Could you drive your car, speak on the phone, eat a pizza, read the newspaper and watch a movie all at the same time? Probably not, particularly if you're male. But that's what many audiences are expected to do all across the world, every day as presenters toil to prove how smart they are, missing the point by a country mile. Which is probably what the audience does too.
A presentation is not an opportunity to prove your intelligence or your grasp of the topic. The audience assumes these things already, which is why they came to listen to you (unless of course they were forced to!). Your job as the presenter is to package your information in a way that is easy to absorb, thus enabling your audience to make a decision based on your recommendations. It's to inform, and in all likelihood to persuade too. Sexy slides are an added bonus and can make the experience more enjoyable. But too many slides just add to the confusion.
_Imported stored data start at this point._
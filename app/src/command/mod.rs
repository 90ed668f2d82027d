//! Static strategy pattern for CLI commands.
//!
//! Each command is its own strategy type with its own input, dispatched
//! statically from `main`.

use dmex_config::Config;
use dmex_core::{DeviceRegistry, Extractor, RegistryFallback};
use dmex_notes::FileNoteReader;
use std::path::PathBuf;
use std::sync::Arc;
use tracing::{info, warn};

mod extract;
mod info;
mod init;
mod process;
mod version;

pub use extract::{ExtractInput, ExtractStrategy};
pub use info::InfoStrategy;
pub use init::InitStrategy;
pub use process::{ProcessInput, ProcessStrategy};
pub use version::VersionStrategy;

/// Contract for all command strategies.
///
/// Each strategy defines its own input type, so parameters reach the command
/// without runtime casting or boxing.
pub trait CommandStrategy: Send + Sync + 'static {
    type Input;

    async fn execute(&self, input: Self::Input) -> anyhow::Result<()>;
}

fn registry_for(config: &Config) -> DeviceRegistry {
    let registry = config.device_registry();
    match registry.fallback() {
        Some(RegistryFallback::Missing) => {
            info!("No device configuration found. Using built-in device definitions.");
        }
        Some(reason) => warn!("Using built-in device definitions: {reason}"),
        None => {}
    }
    registry
}

/// Extractor over the configured device registry and the built-in handlers.
fn extractor_for(config: &Config) -> Arc<Extractor> {
    Arc::new(Extractor::new(registry_for(config)))
}

/// Reader for `note`, or the configured note path when none is given.
fn note_reader(config: &Config, note: Option<PathBuf>) -> FileNoteReader {
    let path = note.unwrap_or_else(|| config.note_path.clone());
    FileNoteReader::new(path)
}
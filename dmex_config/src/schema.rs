use dmex_client::ApiConfig;
use dmex_core::{DeviceDefinition, DeviceRegistry};
use serde::{Deserialize, Serialize};
use std::path::{Path, PathBuf};
use tracing::{debug, info};

const CONFIG_DIR: &str = "dmex";
const CONFIG_FILE: &str = "config.json";
const LOCAL_CONFIG_FILE: &str = "dmex.json";

pub const ENV_API_ENDPOINT: &str = "DMEX_API_ENDPOINT";
pub const ENV_API_TIMEOUT_SECS: &str = "DMEX_API_TIMEOUT_SECS";
pub const ENV_NOTE_PATH: &str = "DMEX_NOTE_PATH";

#[derive(Debug, Deserialize, Serialize, Clone)]
pub struct Config {
    #[serde(default = "Config::default_note_path")]
    pub note_path: PathBuf,
    #[serde(default)]
    pub api: ApiConfig,
    /// Kept raw so a malformed device list cannot fail the whole file; see
    /// [`Config::device_definitions`].
    #[serde(default, skip_serializing_if = "Option::is_none")]
    pub devices: Option<serde_json::Value>,
    /// Older `DmeDevices` section, read only when `devices` is absent.
    #[serde(default, rename = "DmeDevices", skip_serializing)]
    pub legacy_devices: Option<serde_json::Value>,
    /// File the configuration was read from, if any.
    #[serde(skip)]
    pub source: Option<PathBuf>,
}

impl Default for Config {
    fn default() -> Self {
        Self {
            note_path: Self::default_note_path(),
            api: ApiConfig::default(),
            devices: None,
            legacy_devices: None,
            source: None,
        }
    }
}

impl Config {
    fn default_note_path() -> PathBuf {
        PathBuf::from("physician_note.txt")
    }

    /// Load configuration.
    ///
    /// An explicit `path` must exist. Otherwise `./dmex.json` and then
    /// `~/dmex/config.json` are tried, and defaults are used when neither
    /// exists. Environment overrides are applied last.
    pub fn load(path: Option<&Path>) -> anyhow::Result<Self> {
        let candidate = match path {
            Some(p) => {
                if !p.exists() {
                    anyhow::bail!("Config file not found at: {}", p.display());
                }
                Some(p.to_path_buf())
            }
            None => Self::discover(),
        };

        let mut config = match candidate {
            Some(p) => {
                let config = Self::from_file(&p)?;
                info!("Loaded config from {}", p.display());
                config
            }
            None => {
                info!("No config file found, using defaults");
                Self::default()
            }
        };

        config.apply_overrides(|key| std::env::var(key).ok());
        Ok(config)
    }

    pub fn from_file(path: &Path) -> anyhow::Result<Self> {
        let content = std::fs::read_to_string(path)?;
        let mut config: Self = serde_json::from_str(&content)?;
        config.source = Some(path.to_path_buf());
        Ok(config)
    }

    fn discover() -> Option<PathBuf> {
        let local = PathBuf::from(LOCAL_CONFIG_FILE);
        if local.exists() {
            return Some(local);
        }
        let home = Self::config_dir().ok()?.join(CONFIG_FILE);
        home.exists().then_some(home)
    }

    /// Apply `DMEX_*` overrides using `lookup` to read variables.
    pub fn apply_overrides<F>(&mut self, lookup: F)
    where
        F: Fn(&str) -> Option<String>,
    {
        if let Some(endpoint) = lookup(ENV_API_ENDPOINT) {
            debug!("{ENV_API_ENDPOINT} overrides api.endpoint");
            self.api.endpoint = endpoint;
        }
        if let Some(timeout) = lookup(ENV_API_TIMEOUT_SECS).and_then(|v| v.trim().parse().ok()) {
            debug!("{ENV_API_TIMEOUT_SECS} overrides api.timeout_secs");
            self.api.timeout_secs = timeout;
        }
        if let Some(path) = lookup(ENV_NOTE_PATH) {
            debug!("{ENV_NOTE_PATH} overrides note_path");
            self.note_path = PathBuf::from(path);
        }
    }

    /// The configured device list.
    ///
    /// `devices` takes precedence over `DmeDevices`. `Ok(None)` when neither
    /// section holds a value; an error when the chosen one does not describe
    /// a list of devices.
    pub fn device_definitions(&self) -> anyhow::Result<Option<Vec<DeviceDefinition>>> {
        let section = [&self.devices, &self.legacy_devices]
            .into_iter()
            .flatten()
            .find(|value| !value.is_null());
        match section {
            None => Ok(None),
            Some(value) => Ok(Some(serde_json::from_value(value.clone())?)),
        }
    }

    /// Device registry for this configuration, falling back to built-in devices.
    #[must_use]
    pub fn device_registry(&self) -> DeviceRegistry {
        DeviceRegistry::load(self.device_definitions())
    }

    pub fn config_dir() -> anyhow::Result<PathBuf> {
        Ok(dirs::home_dir()
            .ok_or_else(|| anyhow::anyhow!("Cannot find home directory"))?
            .join(CONFIG_DIR))
    }

    pub fn ensure_config_dir() -> anyhow::Result<PathBuf> {
        let config_dir = Self::config_dir()?;
        std::fs::create_dir_all(&config_dir)?;
        Ok(config_dir)
    }

    pub fn create_config() -> anyhow::Result<PathBuf> {
        let config_path = Self::ensure_config_dir()?.join(CONFIG_FILE);
        Self::write_template(&config_path)?;
        Ok(config_path)
    }

    /// Write [`CONFIG_TEMPLATE`] to `path`, refusing to overwrite.
    pub fn write_template(path: &Path) -> anyhow::Result<()> {
        if path.exists() {
            anyhow::bail!(
                "Config file already exists at: {}. Please edit it directly.",
                path.display()
            );
        }
        std::fs::write(path, CONFIG_TEMPLATE)?;
        Ok(())
    }
}

pub const CONFIG_TEMPLATE: &str = r#"{
  "note_path": "physician_note.txt",
  "api": {
    "endpoint": "https://alert-api.com/DrExtract",
    "timeout_secs": 30,
    "retry": {
      "delays_ms": [1000, 2000, 4000]
    }
  },
  "devices": [
    { "name": "CPAP", "keywords": ["CPAP", "continuous positive airway pressure"], "priority": 1 },
    { "name": "Oxygen Tank", "keywords": ["oxygen", "O2", "oxygen tank"], "priority": 2 },
    { "name": "Wheelchair", "keywords": ["wheelchair", "mobility chair"], "priority": 3 },
    { "name": "Hospital Bed", "keywords": ["hospital bed", "adjustable bed"], "priority": 4 }
  ]
}"#;

#[cfg(test)]
mod tests {
    use super::*;
    use dmex_core::RegistryFallback;
    use std::collections::HashMap;

    fn parse(json: &str) -> Config {
        serde_json::from_str(json).unwrap_or_else(|e| panic!("config should parse: {e}"))
    }

    #[test]
    fn template_parses_and_lists_devices() {
        let config = parse(CONFIG_TEMPLATE);
        let registry = config.device_registry();
        assert!(registry.fallback().is_none());
        assert_eq!(registry.len(), 4);
        assert_eq!(registry.devices()[3].name, "Hospital Bed");
        assert_eq!(config.api.retry.delays_ms, vec![1000, 2000, 4000]);
    }

    #[test]
    fn missing_sections_use_defaults() {
        let config = parse("{}");
        assert_eq!(config.note_path, PathBuf::from("physician_note.txt"));
        assert_eq!(config.api, ApiConfig::default());
        assert_eq!(
            config.device_registry().fallback(),
            Some(&RegistryFallback::Missing)
        );
    }

    #[test]
    fn null_devices_count_as_missing() {
        let config = parse(r#"{"devices": null}"#);
        assert_eq!(
            config.device_registry().fallback(),
            Some(&RegistryFallback::Missing)
        );
    }

    #[test]
    fn empty_devices_fall_back() {
        let config = parse(r#"{"devices": []}"#);
        let registry = config.device_registry();
        assert_eq!(registry.fallback(), Some(&RegistryFallback::Empty));
        assert_eq!(registry.devices()[0].name, "CPAP");
    }

    #[test]
    fn malformed_devices_do_not_break_other_settings() {
        let config = parse(
            r#"{"api": {"endpoint": "http://intake.local/orders"}, "devices": {"name": "CPAP"}}"#,
        );
        assert_eq!(config.api.endpoint, "http://intake.local/orders");
        assert!(config.device_definitions().is_err());

        let registry = config.device_registry();
        assert!(matches!(
            registry.fallback(),
            Some(RegistryFallback::Invalid(_))
        ));
        assert_eq!(registry.len(), 3);
    }

    #[test]
    fn legacy_section_name_is_accepted() {
        let config = parse(
            r#"{"DmeDevices": [{"Name": "Hospital Bed", "Keywords": ["hospital bed", "adjustable bed"], "Priority": 1}]}"#,
        );
        let registry = config.device_registry();
        assert!(registry.fallback().is_none());
        assert_eq!(registry.devices()[0].name, "Hospital Bed");
    }

    #[test]
    fn both_section_names_load_and_devices_wins() {
        let config = parse(
            r#"{
                "devices": [{"name": "Walker", "keywords": ["walker"], "priority": 1}],
                "DmeDevices": [{"Name": "Hospital Bed", "Keywords": ["hospital bed"], "Priority": 1}]
            }"#,
        );
        let registry = config.device_registry();
        assert!(registry.fallback().is_none());
        assert_eq!(registry.len(), 1);
        assert_eq!(registry.devices()[0].name, "Walker");
    }

    #[test]
    fn null_devices_defer_to_legacy_section() {
        let config = parse(
            r#"{"devices": null, "DmeDevices": [{"Name": "Hospital Bed", "Keywords": ["hospital bed"]}]}"#,
        );
        assert_eq!(config.device_registry().devices()[0].name, "Hospital Bed");
    }

    #[test]
    fn environment_overrides_win() {
        let vars: HashMap<&str, &str> = HashMap::from([
            (ENV_API_ENDPOINT, "https://intake.example.org/orders"),
            (ENV_API_TIMEOUT_SECS, "12"),
            (ENV_NOTE_PATH, "/tmp/note.json"),
        ]);
        let mut config = parse(r#"{"api": {"endpoint": "https://alert-api.com/DrExtract"}}"#);
        config.apply_overrides(|key| vars.get(key).map(ToString::to_string));

        assert_eq!(config.api.endpoint, "https://intake.example.org/orders");
        assert_eq!(config.api.timeout_secs, 12);
        assert_eq!(config.note_path, PathBuf::from("/tmp/note.json"));
    }

    #[test]
    fn unparsable_timeout_override_is_ignored() {
        let mut config = parse("{}");
        config.apply_overrides(|key| (key == ENV_API_TIMEOUT_SECS).then(|| "soon".to_string()));
        assert_eq!(config.api.timeout_secs, 30);
    }

    #[test]
    fn from_file_records_source() {
        let dir = std::env::temp_dir().join(format!("dmex_cfg_{}", uuid::Uuid::now_v7()));
        std::fs::create_dir_all(&dir).unwrap_or_else(|e| panic!("temp dir: {e}"));
        let path = dir.join("dmex.json");

        Config::write_template(&path).unwrap_or_else(|e| panic!("write template: {e}"));
        assert!(Config::write_template(&path).is_err());

        let config = Config::load(Some(path.as_path())).unwrap_or_else(|e| panic!("load: {e}"));
        assert_eq!(config.source.as_deref(), Some(path.as_path()));

        let _ = std::fs::remove_dir_all(&dir);
    }

    #[test]
    fn explicit_missing_path_is_an_error() {
        let path = std::env::temp_dir().join(format!("dmex_missing_{}.json", uuid::Uuid::now_v7()));
        assert!(Config::load(Some(path.as_path())).is_err());
    }
}
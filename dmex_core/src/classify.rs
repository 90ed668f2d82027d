//! Keyword classification of a note against the device registry.

use tracing::{debug, info, warn};

use crate::device::DeviceRegistry;
use crate::util::FoldedText;

/// Returned when no configured keyword occurs in the note.
pub const UNKNOWN_DEVICE: &str = "Unknown";

/// Name of the first device, in registry order, with any keyword in the note.
///
/// First match wins: a lower-priority device is never returned while a
/// higher-priority one matches, wherever its keyword sits in the text.
#[must_use]
pub fn classify<'r>(note: &str, registry: &'r DeviceRegistry) -> &'r str {
    classify_folded(&FoldedText::new(note), registry)
}

pub(crate) fn classify_folded<'r>(note: &FoldedText<'_>, registry: &'r DeviceRegistry) -> &'r str {
    debug!(
        "Starting device type detection for note with {} characters",
        note.raw().len()
    );

    for device in registry.devices() {
        debug!(
            "Checking device: {} with priority {}",
            device.name, device.priority
        );
        for keyword in &device.keywords {
            if note.contains(keyword) {
                info!(
                    "Identified device type: {} (matched keyword: '{keyword}')",
                    device.name
                );
                return &device.name;
            }
            debug!("Keyword '{keyword}' not found for device {}", device.name);
        }
    }

    warn!("Could not identify device type from note. No configured keywords matched.");
    UNKNOWN_DEVICE
}
use dmex_config::Config;

/// Writes the configuration template to `~/dmex/config.json`.
#[derive(Debug, Clone, Copy)]
pub struct InitStrategy;

impl super::CommandStrategy for InitStrategy {
    type Input = ();

    async fn execute(&self, _input: Self::Input) -> anyhow::Result<()> {
        let path = Config::create_config()?;
        println!("Created config at {}", path.display());
        Ok(())
    }
}
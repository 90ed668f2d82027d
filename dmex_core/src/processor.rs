//! Read → extract → submit pipeline over the collaborator traits.

use std::sync::Arc;
use tracing::{error, info, warn};

use crate::extract::Extractor;
use crate::extract::result::ExtractionResult;
use crate::{NoteSource, OrderSink};

/// Read one note from `source` and extract it, without submitting anything.
pub async fn read_and_extract<S>(
    source: &S,
    extractor: &Extractor,
) -> anyhow::Result<ExtractionResult>
where
    S: NoteSource + ?Sized,
{
    let note = source.read_note().await?;
    info!(
        "Successfully read physician note (length: {} characters)",
        note.len()
    );

    let order = extractor.extract(&note)?;
    if order.is_unknown_device() {
        warn!("No configured device matched the note; order carries device 'Unknown'");
    } else {
        info!("Extracted DME data for device: {}", order.device);
    }
    Ok(order)
}

pub struct Processor<S, K>
where
    S: NoteSource,
    K: OrderSink,
{
    source: S,
    sink: K,
    extractor: Arc<Extractor>,
}

impl<S, K> Processor<S, K>
where
    S: NoteSource,
    K: OrderSink,
{
    pub const fn new(source: S, sink: K, extractor: Arc<Extractor>) -> Self {
        Self {
            source,
            sink,
            extractor,
        }
    }

    /// Run the full pipeline and return what was submitted.
    pub async fn run(&self) -> anyhow::Result<ExtractionResult> {
        info!("Beginning physician note processing");

        let order = read_and_extract(&self.source, &self.extractor).await?;

        if let Err(e) = self.sink.submit(&order).await {
            error!("Failed to submit DME data: {e:#}");
            return Err(e.context("API submission failed"));
        }

        info!("Successfully submitted DME data");
        Ok(order)
    }
}
//! Profile use case

use crate::domain::{Theme, UserProfile};
use crate::error::Result;
use crate::infrastructure::{EntryStore, KeyValueStore};
use tracing::info;

/// Profile fields to change; `None` keeps the current value
#[derive(Debug, Clone, Default)]
pub struct ProfileUpdate {
    pub name: Option<String>,
    pub email: Option<String>,
    pub bio: Option<String>,
    pub daily_quote: Option<String>,
    pub reminder_enabled: Option<bool>,
    pub theme: Option<Theme>,
}

impl ProfileUpdate {
    pub fn is_empty(&self) -> bool {
        self.name.is_none()
            && self.email.is_none()
            && self.bio.is_none()
            && self.daily_quote.is_none()
            && self.reminder_enabled.is_none()
            && self.theme.is_none()
    }
}

/// Service for reading and updating the user profile
pub struct ProfileService<K: KeyValueStore> {
    store: EntryStore<K>,
}

impl<K: KeyValueStore> ProfileService<K> {
    pub fn new(store: EntryStore<K>) -> Self {
        ProfileService { store }
    }

    /// Saved profile, or an empty one when none was saved yet
    pub fn show(&self) -> UserProfile {
        self.store.load_profile().unwrap_or_default()
    }

    /// Apply changes, validate and save
    pub fn update(&self, update: ProfileUpdate) -> Result<UserProfile> {
        let mut profile = self.show();

        if let Some(name) = update.name {
            profile.name = name;
        }
        if let Some(email) = update.email {
            profile.email = email.trim().to_string();
        }
        if let Some(bio) = update.bio {
            profile.bio = bio;
        }
        if let Some(daily_quote) = update.daily_quote {
            profile.daily_quote = daily_quote;
        }
        if let Some(enabled) = update.reminder_enabled {
            profile.reminder_enabled = enabled;
        }
        if let Some(theme) = update.theme {
            profile.theme = theme;
        }

        profile.validate()?;
        self.store.save_profile(&profile)?;

        info!("Saved user profile");
        Ok(profile)
    }
}
//! Application layer - Use cases and orchestration

pub mod delete_entry;
pub mod history;
pub mod init;
pub mod insights;
pub mod inspiration;
pub mod manage_config;
pub mod profile;
pub mod save_entry;

pub use delete_entry::DeleteEntryService;
pub use history::HistoryService;
pub use insights::InsightsService;
pub use inspiration::InspirationService;
pub use manage_config::ConfigService;
pub use profile::{ProfileService, ProfileUpdate};
pub use save_entry::{EntryEdit, NewEntry, SaveEntryService};
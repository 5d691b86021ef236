//! Mood trend sampling

use super::format::EntryFormatter;
use crate::domain::JournalEntry;
use serde::{Deserialize, Serialize};

/// Most points shown on the trend chart
pub const TREND_POINTS: usize = 7;

/// One point on the mood chart
#[derive(Debug, Clone, PartialEq, Eq, Serialize, Deserialize)]
pub struct TrendPoint {
    pub label: String,
    pub value: u8,
}

/// Build the mood-over-time series.
///
/// Entries are ordered by timestamp (ties keep input order). Up to seven are
/// shown as-is; longer histories are sampled down to seven.
pub fn mood_trend(entries: &[JournalEntry], formatter: &dyn EntryFormatter) -> Vec<TrendPoint> {
    let mut sorted: Vec<&JournalEntry> = entries.iter().collect();
    sorted.sort_by_key(|e| e.timestamp);

    sample_indices(sorted.len(), TREND_POINTS)
        .into_iter()
        .map(|i| {
            let entry = sorted[i];
            TrendPoint {
                label: formatter.trend_label(&entry.timestamp),
                value: entry.mood.trend_value(),
            }
        })
        .collect()
}

/// Pick which positions of a chronological list of `len` items to display.
///
/// When `len > count` the first and last are always kept and the middle
/// `count - 2` slots step through the list at `len / (count - 1)`. The stride
/// is floored, so samples bunch towards the start rather than spreading evenly.
pub fn sample_indices(len: usize, count: usize) -> Vec<usize> {
    if len <= count {
        return (0..len).collect();
    }
    if count < 2 {
        return (0..count).collect();
    }

    let last = len - 1;
    let stride = len / (count - 1);

    let mut indices = Vec::with_capacity(count);
    indices.push(0);
    for slot in 1..count - 1 {
        indices.push((slot * stride).min(last));
    }
    indices.push(last);
    indices
}
//! Flat key-value storage for serialized blobs

use crate::error::{MoodlogError, Result};
use std::collections::HashMap;
use std::fs;
use std::path::PathBuf;
use std::sync::Mutex;

/// String blobs addressed by key
pub trait KeyValueStore {
    /// Read a value, `None` if the key was never written
    fn get(&self, key: &str) -> Result<Option<String>>;

    /// Write a value, replacing any previous one
    fn set(&self, key: &str, value: &str) -> Result<()>;
}

/// Stores each key as `<dir>/<key>.json`
#[derive(Debug, Clone)]
pub struct FileKeyValueStore {
    dir: PathBuf,
}

impl FileKeyValueStore {
    pub fn new(dir: PathBuf) -> Self {
        FileKeyValueStore { dir }
    }

    fn path_for(&self, key: &str) -> Result<PathBuf> {
        let valid = !key.is_empty()
            && key
                .chars()
                .all(|c| c.is_ascii_alphanumeric() || c == '_' || c == '-');
        if !valid {
            return Err(MoodlogError::Storage(format!("Invalid storage key: '{}'", key)));
        }
        Ok(self.dir.join(format!("{}.json", key)))
    }
}

impl KeyValueStore for FileKeyValueStore {
    fn get(&self, key: &str) -> Result<Option<String>> {
        let path = self.path_for(key)?;

        match fs::read_to_string(&path) {
            Ok(contents) => Ok(Some(contents)),
            Err(e) if e.kind() == std::io::ErrorKind::NotFound => Ok(None),
            Err(e) => Err(MoodlogError::Io(e)),
        }
    }

    /// Write to a temp file next to the target, then rename into place.
    ///
    /// On Windows, `rename` does not overwrite existing files, so the
    /// destination is removed first.
    fn set(&self, key: &str, value: &str) -> Result<()> {
        let path = self.path_for(key)?;

        if !self.dir.exists() {
            fs::create_dir_all(&self.dir)?;
        }

        let tmp_path = self
            .dir
            .join(format!("{}.json.moodlog-tmp-{}", key, std::process::id()));
        fs::write(&tmp_path, value)?;

        if cfg!(windows) && path.exists() {
            fs::remove_file(&path)?;
        }

        fs::rename(&tmp_path, &path)?;
        Ok(())
    }
}

/// In-memory store, mostly for tests
#[derive(Debug, Default)]
pub struct MemoryKeyValueStore {
    values: Mutex<HashMap<String, String>>,
}

impl MemoryKeyValueStore {
    pub fn new() -> Self {
        Self::default()
    }

    fn values(&self) -> Result<std::sync::MutexGuard<'_, HashMap<String, String>>> {
        self.values
            .lock()
            .map_err(|_| MoodlogError::Storage("memory store lock poisoned".to_string()))
    }
}

impl KeyValueStore for MemoryKeyValueStore {
    fn get(&self, key: &str) -> Result<Option<String>> {
        Ok(self.values()?.get(key).cloned())
    }

    fn set(&self, key: &str, value: &str) -> Result<()> {
        self.values()?.insert(key.to_string(), value.to_string());
        Ok(())
    }
}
People can only focus properly on one idea at a time. This means that once you get to the next point, the listener will move off what you were saying previously in order to keep following your current train of thought. So the logical question is – how many key points can you pile into a presentation before you completely flummox your audience? In order to make a decision, they need to understand the point – the main point, that is. And if there are too many points, your presentation becomes a mish-mash, and then logically there is no main point.
It is understood that a compelling presentation requires great delivery. But unfortunately that is not enough. Cluttered content delivered well equals a poor presentation.
So what do you need to do?
First you need to decide on the purpose of your presentation, and what the main message will be. This answers the question "why?". Everything you prepare should tie in to that main message. Next, you should strive to keep it simple. Avoid the overload that so many presenters feel obliged to dish up. Keep slides to the minimum. If some detail is a requirement, you can provide it via a handout or web link at the end. A few good stories or metaphors to illustrate your main point are much more effective, serve to engage an audience and are always appreciated.
Think about the best presentations you've experienced. You may find that they were almost always the simpler ones that were easy to follow. For the presenter, simpler presentations are easier to prepare because they're….simpler. They're also easier to rehearse, and to deliver. The audience enjoys them more. And you, the presenter, increase your chances of attaining your objective.